Ran drives pancreatic cancer metastasis by activating the osteopontin-PI3K/AKT-androgen receptor signaling cascade

Abstract

The small GTPase Ran has emerged as a key player in cancer metastasis. Our previous studies demonstrated that Ran drives pancreatic cancer metastasis by modulating androgen receptor (AR) expression. However, the detailed mechanisms by which Ran regulates AR expression remain unclear. This study aimed to elucidate the regulatory mechanisms through which Ran influences AR expression in the context of pancreatic cancer metastasis. We observed elevated levels of Ran, osteopontin (OPN), and AR in metastatic lymph node tissues, with OPN positively correlated with either Ran or AR expression. Ran silencing led to decreased levels of OPN and AR, whereas Ran upregulation increased their expression. Notably, OPN overexpression restored AR levels in Ran-silenced cells, whereas OPN knockdown diminished the inductive effect of Ran on AR expression. Additionally, OPN knockdown decreased AR expression and was associated with reduced activation of the PI3K/AKT signaling pathway.
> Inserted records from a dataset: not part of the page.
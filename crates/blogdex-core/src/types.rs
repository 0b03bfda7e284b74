//! Core records shared by the builder, the search engine and the catalog views.

use chrono::{DateTime, Utc};
use serde::{Deserialize, Serialize};

/// One indexed markdown document.
///
/// The serialized field order (`title, summary, tags, slug, folder, content,
/// createdAt, updatedAt`) is the artifact format read by the serving layer, so
/// fields must not be reordered.
#[derive(Debug, Clone, PartialEq, Eq, Serialize, Deserialize)]
#[serde(rename_all = "camelCase")]
pub struct DocumentRecord {
    /// Front-matter `title`, empty when absent.
    #[serde(default)]
    pub title: String,
    /// Front-matter `summary`, empty when absent.
    #[serde(default)]
    pub summary: String,
    /// Front-matter `tags` in declaration order.
    #[serde(default)]
    pub tags: Vec<String>,
    /// Path relative to the content root, extension stripped, `/`-separated.
    pub slug: String,
    /// Directory part of the slug, `"."` at the root.
    pub folder: String,
    /// Markdown body with the front-matter block removed.
    #[serde(default)]
    pub content: String,
    /// File creation time (modification time where the platform has none).
    #[serde(with = "millis")]
    pub created_at: DateTime<Utc>,
    /// File modification time.
    #[serde(with = "millis")]
    pub updated_at: DateTime<Utc>,
}

impl DocumentRecord {
    /// Whether the document carries `tag` (exact match).
    pub fn has_tag(&self, tag: &str) -> bool {
        self.tags.iter().any(|t| t == tag)
    }
}

/// A ranked search hit.
#[derive(Debug, Clone, PartialEq, Serialize, Deserialize)]
pub struct SearchResult {
    /// Slug of the matching document.
    pub id: String,
    /// Title of the matching document.
    pub title: String,
    /// Leading excerpt of the document body.
    #[serde(rename = "surrounding_text")]
    pub snippet: String,
    /// Relevance, higher is better. An exact title hit scores the title weight.
    pub score: f64,
}

/// Severity attached to a [`Diagnostic`].
#[derive(Debug, Clone, Copy, PartialEq, Eq, Serialize, Deserialize)]
#[serde(rename_all = "lowercase")]
pub enum Severity {
    /// The document was indexed with defaulted fields.
    Warn,
}

/// A problem found with one document during a build.
#[derive(Debug, Clone, PartialEq, Eq, Serialize, Deserialize)]
pub struct Diagnostic {
    /// Slug of the offending document.
    pub slug: String,
    /// How bad it is.
    pub severity: Severity,
    /// Human readable description.
    pub message: String,
}

/// Output of a full index build.
#[derive(Debug, Clone, Default)]
pub struct BuildReport {
    /// Records in artifact order.
    pub records: Vec<DocumentRecord>,
    /// Recovered per-document problems, in scan order.
    pub diagnostics: Vec<Diagnostic>,
}

impl BuildReport {
    /// Number of indexed documents.
    pub fn len(&self) -> usize {
        self.records.len()
    }

    /// Whether the build found no documents.
    pub fn is_empty(&self) -> bool {
        self.records.is_empty()
    }
}

/// Summary handed to rebuild listeners after a build has been persisted.
#[derive(Debug, Clone, Copy, PartialEq, Eq)]
pub struct BuildSummary {
    /// Number of records in the new artifact.
    pub documents: usize,
    /// Number of recovered diagnostics.
    pub warnings: usize,
}

impl From<&BuildReport> for BuildSummary {
    fn from(report: &BuildReport) -> Self {
        Self {
            documents: report.records.len(),
            warnings: report.diagnostics.len(),
        }
    }
}

/// RFC 3339 timestamps with millisecond precision and a `Z` suffix.
mod millis {
    use chrono::{DateTime, SecondsFormat, Utc};
    use serde::{Deserialize, Deserializer, Serializer};

    pub fn serialize<S: Serializer>(value: &DateTime<Utc>, serializer: S) -> Result<S::Ok, S::Error> {
        serializer.serialize_str(&value.to_rfc3339_opts(SecondsFormat::Millis, true))
    }

    pub fn deserialize<'de, D: Deserializer<'de>>(deserializer: D) -> Result<DateTime<Utc>, D::Error> {
        let raw = String::deserialize(deserializer)?;
        DateTime::parse_from_rfc3339(&raw)
            .map(|dt| dt.with_timezone(&Utc))
            .map_err(serde::de::Error::custom)
    }
}

#[cfg(test)]
#[allow(clippy::unwrap_used)]
mod tests {
    use super::*;
    use chrono::TimeZone;

    fn record() -> DocumentRecord {
        DocumentRecord {
            title: "Hello".into(),
            summary: "greeting".into(),
            tags: vec!["intro".into()],
            slug: "notes/hello".into(),
            folder: "notes".into(),
            content: "body".into(),
            created_at: Utc.with_ymd_and_hms(2024, 1, 2, 3, 4, 5).unwrap(),
            updated_at: Utc.with_ymd_and_hms(2024, 2, 3, 4, 5, 6).unwrap(),
        }
    }

    #[test]
    fn test_record_serializes_in_artifact_order() {
        // Given: A record
        let json = serde_json::to_string(&record()).unwrap();

        // Then: Keys are camelCase and in artifact order
        let keys = [
            "\"title\"",
            "\"summary\"",
            "\"tags\"",
            "\"slug\"",
            "\"folder\"",
            "\"content\"",
            "\"createdAt\"",
            "\"updatedAt\"",
        ];
        let positions: Vec<usize> = keys.iter().map(|k| json.find(k).unwrap()).collect();
        assert!(positions.windows(2).all(|w| w[0] < w[1]), "{json}");
        assert!(json.contains("\"createdAt\":\"2024-01-02T03:04:05.000Z\""));
    }

    #[test]
    fn test_record_tolerates_missing_optional_fields() {
        let json = r#"{"slug":"a","folder":".","createdAt":"2024-01-01T00:00:00.000Z","updatedAt":"2024-01-01T00:00:00.000Z"}"#;
        let parsed: DocumentRecord = serde_json::from_str(json).unwrap();
        assert_eq!(parsed.title, "");
        assert!(parsed.tags.is_empty());
    }

    #[test]
    fn test_search_result_uses_surrounding_text_key() {
        let hit = SearchResult {
            id: "a".into(),
            title: "A".into(),
            snippet: "body".into(),
            score: 1.0,
        };
        let json = serde_json::to_value(&hit).unwrap();
        assert_eq!(json["surrounding_text"], "body");
        assert!(json.get("snippet").is_none());
    }

    #[test]
    fn test_has_tag() {
        let rec = record();
        assert!(rec.has_tag("intro"));
        assert!(!rec.has_tag("Intro"));
    }
}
Functional assays revealed that silencing OPN significantly impaired the mobility and invasion of pancreatic cancer cells and restricted hepatic metastasis. Conversely, OPN overexpression restored the impaired metastasis caused by Ran knockdown. Furthermore, inhibiting PI3K/AKT signaling abolished the promoting effects of either Ran or OPN on pancreatic cancer metastasis. Importantly, re-expressing AR reversed the inhibitory effects of Ran or OPN silencing on the mobility and invasion of pancreatic cancer cells. In summary, Ran induces AR expression through the regulation of the OPN-PI3K/AKT signaling cascade. The Ran-OPN-PI3K/AKT-AR signaling pathway is crucial for driving pancreatic cancer metastasis.